### Exercise description
Copy, from the data below, each line that has the word "runner".

[[ Provided records open ]]

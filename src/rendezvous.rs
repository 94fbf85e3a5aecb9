//! Rendezvous with the user-session agent.
//!
//! The privileged process and the agent share nothing but a flag: creating
//! it asks the agent to drain the user-script queue, and the agent deletes
//! it when done. The privileged side polls for absence at a fixed interval
//! with no timeout; if the agent never runs, neither do we.

use anyhow::{Context, Result};
use std::fs;
use std::os::unix::fs::PermissionsExt;
use std::path::{Path, PathBuf};
use std::sync::atomic::{AtomicBool, Ordering};
use std::sync::Arc;
use std::time::Duration;
use tracing::{debug, info};

/// Fixed-interval, unbounded polling.
#[derive(Debug, Clone, Copy)]
pub struct Poller {
    interval: Duration,
}

impl Poller {
    pub const fn new(interval: Duration) -> Self {
        Self { interval }
    }

    pub fn interval(&self) -> Duration {
        self.interval
    }

    /// Block until `ready` returns true, calling `on_wait` before each sleep.
    ///
    /// Returns how many times it slept.
    pub fn until(&self, mut ready: impl FnMut() -> bool, mut on_wait: impl FnMut()) -> u64 {
        let mut cycles = 0;
        while !ready() {
            on_wait();
            std::thread::sleep(self.interval);
            cycles += 1;
        }
        cycles
    }
}

/// Two-state request/clear channel.
pub trait Rendezvous {
    /// Request work from the agent.
    fn signal(&self) -> Result<()>;

    /// True once no request is outstanding.
    fn is_clear(&self) -> bool;

    /// Mark the outstanding request done (agent side).
    fn clear(&self) -> Result<()>;
}

/// Filesystem-backed flag: present means requested.
#[derive(Debug, Clone)]
pub struct FlagFile {
    path: PathBuf,
}

impl FlagFile {
    pub fn new(path: impl Into<PathBuf>) -> Self {
        Self { path: path.into() }
    }

    pub fn path(&self) -> &Path {
        &self.path
    }
}

impl Rendezvous for FlagFile {
    fn signal(&self) -> Result<()> {
        if let Some(parent) = self.path.parent() {
            fs::create_dir_all(parent)
                .with_context(|| format!("Failed to create {}", parent.display()))?;
        }
        fs::OpenOptions::new()
            .create(true)
            .append(true)
            .open(&self.path)
            .with_context(|| format!("Failed to create flag {}", self.path.display()))?;
        // The agent runs as the console user and must be able to delete it.
        fs::set_permissions(&self.path, fs::Permissions::from_mode(0o777))
            .with_context(|| format!("Failed to chmod flag {}", self.path.display()))?;
        debug!(flag = %self.path.display(), "flag set");
        Ok(())
    }

    fn is_clear(&self) -> bool {
        !self.path.exists()
    }

    fn clear(&self) -> Result<()> {
        match fs::remove_file(&self.path) {
            Ok(()) => Ok(()),
            Err(e) if e.kind() == std::io::ErrorKind::NotFound => Ok(()),
            Err(e) => {
                Err(e).with_context(|| format!("Failed to remove flag {}", self.path.display()))
            }
        }
    }
}

/// In-memory flag for tests and in-process agents.
///
/// Clones share state, so one clone can play the agent.
#[derive(Debug, Clone, Default)]
pub struct MemoryFlag {
    set: Arc<AtomicBool>,
}

impl MemoryFlag {
    pub fn new() -> Self {
        Self::default()
    }
}

impl Rendezvous for MemoryFlag {
    fn signal(&self) -> Result<()> {
        self.set.store(true, Ordering::SeqCst);
        Ok(())
    }

    fn is_clear(&self) -> bool {
        !self.set.load(Ordering::SeqCst)
    }

    fn clear(&self) -> Result<()> {
        self.set.store(false, Ordering::SeqCst);
        Ok(())
    }
}

/// Block until the agent has cleared the flag.
pub fn await_clearance(flag: &dyn Rendezvous, poller: &Poller, waiting_for: &str) -> u64 {
    poller.until(
        || flag.is_clear(),
        || info!("Waiting for {} to complete", waiting_for),
    )
}

/// Request work and block until it is done.
pub fn hand_off(flag: &dyn Rendezvous, poller: &Poller, waiting_for: &str) -> Result<u64> {
    flag.signal()?;
    debug!(
        waiting_for,
        interval_ms = poller.interval().as_millis() as u64,
        "flag raised, polling for clearance"
    );
    Ok(await_clearance(flag, poller, waiting_for))
}
//! Script execution: privileged scripts and the user-session queue.
//!
//! Script failures are reported, never propagated: a broken script must not
//! stop the rest of the bootstrap.

use anyhow::{Context, Result};
use std::fs;
use std::path::{Path, PathBuf};
use tracing::{error, info, warn};
use walkdir::WalkDir;

use crate::process::Cmd;

/// Runs one script.
pub trait ScriptExecutor {
    /// Run `path`. When `wait` is false, `true` means the child started.
    fn run(&self, path: &Path, wait: bool) -> bool;
}

/// Runs scripts as real subprocesses.
#[derive(Debug, Clone, Copy, Default)]
pub struct SystemScripts {
    dry_run: bool,
}

impl SystemScripts {
    pub fn new(dry_run: bool) -> Self {
        Self { dry_run }
    }
}

impl ScriptExecutor for SystemScripts {
    fn run(&self, path: &Path, wait: bool) -> bool {
        if self.dry_run {
            info!(script = %path.display(), "Dry run executing script");
            return true;
        }
        run_script(path, wait)
    }
}

/// Spawn `path` directly (it must be executable).
pub fn run_script(path: &Path, wait: bool) -> bool {
    info!(script = %path.display(), wait, "Running script");

    if !wait {
        return match Cmd::new(path).spawn() {
            // Fire and forget: the child is never reaped by us.
            Ok(_child) => true,
            Err(e) => {
                error!(script = %path.display(), "Failure running script: {:#}", e);
                false
            }
        };
    }

    let result = match Cmd::new(path).allow_fail().run() {
        Ok(result) => result,
        Err(e) => {
            error!(script = %path.display(), "Failure running script: {:#}", e);
            return false;
        }
    };

    if result.success() {
        if !result.stderr_trimmed().is_empty() {
            info!(
                script = %path.display(),
                "Output on stderr but ran successfully: {}",
                result.stderr_trimmed()
            );
        }
        true
    } else {
        error!(
            script = %path.display(),
            exit_code = result.code(),
            "Failure running script: {}",
            result.stderr_trimmed()
        );
        false
    }
}

/// What one queue drain did.
#[derive(Debug, Clone, PartialEq, Eq)]
pub enum QueueOutcome {
    Ran { script: PathBuf, success: bool },
    Empty,
}

/// Directory of scripts waiting to run in the user session.
#[derive(Debug, Clone)]
pub struct UserScriptQueue {
    dir: PathBuf,
}

impl UserScriptQueue {
    pub fn new(dir: impl Into<PathBuf>) -> Self {
        Self { dir: dir.into() }
    }

    pub fn dir(&self) -> &Path {
        &self.dir
    }

    /// Queued scripts, in file name order.
    pub fn pending(&self) -> Result<Vec<PathBuf>> {
        if !self.dir.is_dir() {
            return Ok(Vec::new());
        }
        let mut scripts = Vec::new();
        for entry in WalkDir::new(&self.dir)
            .min_depth(1)
            .max_depth(1)
            .sort_by_file_name()
        {
            let entry = entry
                .with_context(|| format!("Failed to list {}", self.dir.display()))?;
            if entry.file_type().is_file() {
                scripts.push(entry.into_path());
            }
        }
        Ok(scripts)
    }

    /// Run the first queued script, then delete it whatever happened.
    pub fn drain_one(&self, runner: &dyn ScriptExecutor) -> Result<QueueOutcome> {
        let Some(script) = self.pending()?.into_iter().next() else {
            warn!(queue = %self.dir.display(), "No user scripts found!");
            return Ok(QueueOutcome::Empty);
        };

        let success = runner.run(&script, true);
        if let Err(e) = fs::remove_file(&script) {
            warn!(script = %script.display(), error = %e, "failed to remove user script");
        }
        Ok(QueueOutcome::Ran { script, success })
    }
}
//! Centralized command execution with consistent error handling.
//!
//! Every shell-out (installer, receipt lookup, curl, launchctl, scripts)
//! goes through [`Cmd`] so stderr is always captured and failures carry
//! the program name and exit code.

use anyhow::{bail, Context, Result};
use std::path::{Path, PathBuf};
use std::process::{Child, Command, ExitStatus, Stdio};

/// Result of a command execution.
#[derive(Debug, Clone)]
pub struct CommandResult {
    /// Exit status of the command.
    pub status: ExitStatus,
    /// Captured stdout as a string.
    pub stdout: String,
    /// Captured stderr as a string.
    pub stderr: String,
}

impl CommandResult {
    /// Returns true if the command exited successfully.
    pub fn success(&self) -> bool {
        self.status.success()
    }

    /// Get the exit code, or -1 if terminated by signal.
    pub fn code(&self) -> i32 {
        self.status.code().unwrap_or(-1)
    }

    /// Get stdout, trimmed of whitespace.
    pub fn stdout_trimmed(&self) -> &str {
        self.stdout.trim()
    }

    /// Get stderr, trimmed of whitespace.
    pub fn stderr_trimmed(&self) -> &str {
        self.stderr.trim()
    }

    /// Stdout followed by stderr, one line per entry, blank lines dropped.
    pub fn combined_lines(&self) -> impl Iterator<Item = &str> {
        self.stdout
            .lines()
            .chain(self.stderr.lines())
            .filter(|line| !line.trim().is_empty())
    }
}

/// Builder for configuring command execution.
pub struct Cmd {
    program: PathBuf,
    args: Vec<String>,
    /// If true, don't fail on non-zero exit.
    allow_fail: bool,
    /// Custom error message prefix.
    error_prefix: Option<String>,
}

impl Cmd {
    /// Create a new command builder.
    pub fn new(program: impl AsRef<Path>) -> Self {
        Self {
            program: program.as_ref().to_path_buf(),
            args: Vec::new(),
            allow_fail: false,
            error_prefix: None,
        }
    }

    /// Add a single argument.
    pub fn arg(mut self, arg: impl AsRef<str>) -> Self {
        self.args.push(arg.as_ref().to_string());
        self
    }

    /// Add multiple arguments.
    pub fn args<I, S>(mut self, args: I) -> Self
    where
        I: IntoIterator<Item = S>,
        S: AsRef<str>,
    {
        for arg in args {
            self.args.push(arg.as_ref().to_string());
        }
        self
    }

    /// Add a path as an argument.
    pub fn arg_path(mut self, path: &Path) -> Self {
        self.args.push(path.to_string_lossy().into_owned());
        self
    }

    /// Allow non-zero exit codes without failing.
    pub fn allow_fail(mut self) -> Self {
        self.allow_fail = true;
        self
    }

    /// Set a custom error message prefix.
    pub fn error_msg(mut self, msg: impl AsRef<str>) -> Self {
        self.error_prefix = Some(msg.as_ref().to_string());
        self
    }

    fn command(&self) -> Command {
        let mut cmd = Command::new(&self.program);
        cmd.args(&self.args);
        cmd
    }

    /// Run the command and capture output.
    pub fn run(self) -> Result<CommandResult> {
        let output = self
            .command()
            .stdin(Stdio::null())
            .output()
            .with_context(|| format!("Failed to execute '{}'", self.program.display()))?;

        let result = CommandResult {
            status: output.status,
            stdout: String::from_utf8_lossy(&output.stdout).into_owned(),
            stderr: String::from_utf8_lossy(&output.stderr).into_owned(),
        };

        if !self.allow_fail && !result.success() {
            let prefix = self
                .error_prefix
                .unwrap_or_else(|| format!("'{}' failed", self.program.display()));

            let stderr = result.stderr_trimmed();
            if stderr.is_empty() {
                bail!("{} (exit code {})", prefix, result.code());
            } else {
                bail!("{} (exit code {}):\n{}", prefix, result.code(), stderr);
            }
        }

        Ok(result)
    }

    /// Start the command without waiting for it.
    ///
    /// Stdio is inherited. The returned child is not reaped by us; callers
    /// that fire and forget simply drop it.
    pub fn spawn(self) -> Result<Child> {
        self.command()
            .stdin(Stdio::null())
            .spawn()
            .with_context(|| format!("Failed to spawn '{}'", self.program.display()))
    }
}

// =============================================================================
// Convenience functions
// =============================================================================

/// Check if a program exists in PATH.
///
/// Returns the full path if found, None otherwise.
pub fn which(program: &str) -> Option<PathBuf> {
    which::which(program).ok()
}

// =============================================================================
// Tests
// =============================================================================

[[ Provided records closed ]]

### Solution to the exercise
    pub fn drain_one(&self, runner: &dyn ScriptExecutor) -> Result<QueueOutcome> {
        let success = runner.run(&script, true);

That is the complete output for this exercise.